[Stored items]
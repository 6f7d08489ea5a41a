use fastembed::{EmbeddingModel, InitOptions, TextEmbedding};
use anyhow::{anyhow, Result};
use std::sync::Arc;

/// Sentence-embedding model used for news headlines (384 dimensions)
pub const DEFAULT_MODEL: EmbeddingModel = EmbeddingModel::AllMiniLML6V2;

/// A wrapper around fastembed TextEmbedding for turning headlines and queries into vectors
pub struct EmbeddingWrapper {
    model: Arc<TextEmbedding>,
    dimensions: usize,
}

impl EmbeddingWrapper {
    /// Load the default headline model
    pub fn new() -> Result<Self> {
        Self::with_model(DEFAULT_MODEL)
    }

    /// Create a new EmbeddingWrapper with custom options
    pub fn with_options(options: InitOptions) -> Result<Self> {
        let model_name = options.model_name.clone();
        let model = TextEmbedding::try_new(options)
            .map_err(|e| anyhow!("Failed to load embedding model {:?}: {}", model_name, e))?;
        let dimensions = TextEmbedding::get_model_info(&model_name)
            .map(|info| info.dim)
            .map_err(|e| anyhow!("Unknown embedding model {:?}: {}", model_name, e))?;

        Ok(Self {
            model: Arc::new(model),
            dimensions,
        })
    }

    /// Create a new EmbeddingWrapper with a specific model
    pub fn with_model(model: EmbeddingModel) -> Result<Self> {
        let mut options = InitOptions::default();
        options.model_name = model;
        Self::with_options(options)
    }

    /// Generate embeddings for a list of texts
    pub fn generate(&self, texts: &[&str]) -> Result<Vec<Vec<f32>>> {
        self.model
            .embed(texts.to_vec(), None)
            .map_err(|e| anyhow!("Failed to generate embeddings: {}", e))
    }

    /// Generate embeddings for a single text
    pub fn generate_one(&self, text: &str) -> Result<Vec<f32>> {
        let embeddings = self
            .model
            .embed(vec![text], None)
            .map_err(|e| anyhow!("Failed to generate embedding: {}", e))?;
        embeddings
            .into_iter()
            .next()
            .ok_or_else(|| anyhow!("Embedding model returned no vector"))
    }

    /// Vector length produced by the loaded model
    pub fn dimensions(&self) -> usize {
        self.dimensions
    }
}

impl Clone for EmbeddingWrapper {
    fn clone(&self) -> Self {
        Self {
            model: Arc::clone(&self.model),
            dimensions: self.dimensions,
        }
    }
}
--
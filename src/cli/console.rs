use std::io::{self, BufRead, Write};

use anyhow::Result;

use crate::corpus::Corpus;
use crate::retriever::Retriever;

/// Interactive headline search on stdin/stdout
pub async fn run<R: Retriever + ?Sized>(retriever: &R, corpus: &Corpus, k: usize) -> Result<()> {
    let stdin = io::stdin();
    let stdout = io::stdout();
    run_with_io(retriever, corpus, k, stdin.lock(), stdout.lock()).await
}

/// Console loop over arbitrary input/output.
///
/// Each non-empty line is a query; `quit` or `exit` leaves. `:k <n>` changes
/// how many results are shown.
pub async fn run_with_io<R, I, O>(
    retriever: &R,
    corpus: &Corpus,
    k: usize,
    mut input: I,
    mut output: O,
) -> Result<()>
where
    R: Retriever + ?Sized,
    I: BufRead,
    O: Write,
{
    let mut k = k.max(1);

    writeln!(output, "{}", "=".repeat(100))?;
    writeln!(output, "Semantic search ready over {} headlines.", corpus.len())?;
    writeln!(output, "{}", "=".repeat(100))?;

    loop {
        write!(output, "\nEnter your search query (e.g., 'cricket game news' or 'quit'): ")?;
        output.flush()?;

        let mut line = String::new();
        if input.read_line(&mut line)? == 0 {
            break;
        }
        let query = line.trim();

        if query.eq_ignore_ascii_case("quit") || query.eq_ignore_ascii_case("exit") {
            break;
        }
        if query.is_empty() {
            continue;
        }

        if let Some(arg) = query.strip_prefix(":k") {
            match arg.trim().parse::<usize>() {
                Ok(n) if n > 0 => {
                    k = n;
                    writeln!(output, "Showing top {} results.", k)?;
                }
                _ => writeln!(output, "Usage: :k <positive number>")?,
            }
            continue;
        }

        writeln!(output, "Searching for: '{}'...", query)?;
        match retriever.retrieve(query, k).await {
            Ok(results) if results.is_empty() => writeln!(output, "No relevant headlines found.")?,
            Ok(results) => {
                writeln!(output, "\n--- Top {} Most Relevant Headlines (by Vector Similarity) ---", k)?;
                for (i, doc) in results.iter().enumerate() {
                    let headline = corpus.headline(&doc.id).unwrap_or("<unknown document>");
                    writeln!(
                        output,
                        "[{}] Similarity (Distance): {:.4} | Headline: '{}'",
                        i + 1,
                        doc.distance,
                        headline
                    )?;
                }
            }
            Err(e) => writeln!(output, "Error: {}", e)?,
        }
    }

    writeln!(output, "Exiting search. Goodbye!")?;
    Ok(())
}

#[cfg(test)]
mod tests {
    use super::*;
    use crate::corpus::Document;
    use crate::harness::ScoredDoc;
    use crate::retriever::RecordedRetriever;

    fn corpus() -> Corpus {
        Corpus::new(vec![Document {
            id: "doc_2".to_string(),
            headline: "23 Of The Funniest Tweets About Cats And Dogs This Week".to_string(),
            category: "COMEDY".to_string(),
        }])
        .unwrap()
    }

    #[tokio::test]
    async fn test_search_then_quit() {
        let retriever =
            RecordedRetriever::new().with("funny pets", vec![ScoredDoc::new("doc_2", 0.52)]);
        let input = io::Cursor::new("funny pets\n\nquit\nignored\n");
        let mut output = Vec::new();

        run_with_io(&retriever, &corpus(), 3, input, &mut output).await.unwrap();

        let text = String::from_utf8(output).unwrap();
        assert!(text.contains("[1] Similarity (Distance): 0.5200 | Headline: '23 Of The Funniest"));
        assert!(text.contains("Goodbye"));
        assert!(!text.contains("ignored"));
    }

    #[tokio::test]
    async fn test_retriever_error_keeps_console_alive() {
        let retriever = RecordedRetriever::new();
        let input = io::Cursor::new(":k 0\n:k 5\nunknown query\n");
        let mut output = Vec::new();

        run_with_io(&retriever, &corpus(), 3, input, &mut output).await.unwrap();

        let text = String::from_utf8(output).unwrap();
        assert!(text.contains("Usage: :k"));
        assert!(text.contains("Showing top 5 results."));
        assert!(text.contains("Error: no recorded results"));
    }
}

Work required:
In the records above, the line with "repository 6f7d08489ea5a41a" marks the start and the line with "pub const DEFAULT_MODEL: EmbeddingModel" marks the end; copy that stretch exactly, both lines included, and nothing else.

Your solution:
repository 6f7d08489ea5a41a
use fastembed::{EmbeddingModel, InitOptions, TextEmbedding};
use anyhow::{anyhow, Result};
use std::sync::Arc;

/// Sentence-embedding model used for news headlines (384 dimensions)
pub const DEFAULT_MODEL: EmbeddingModel = EmbeddingModel::AllMiniLML6V2;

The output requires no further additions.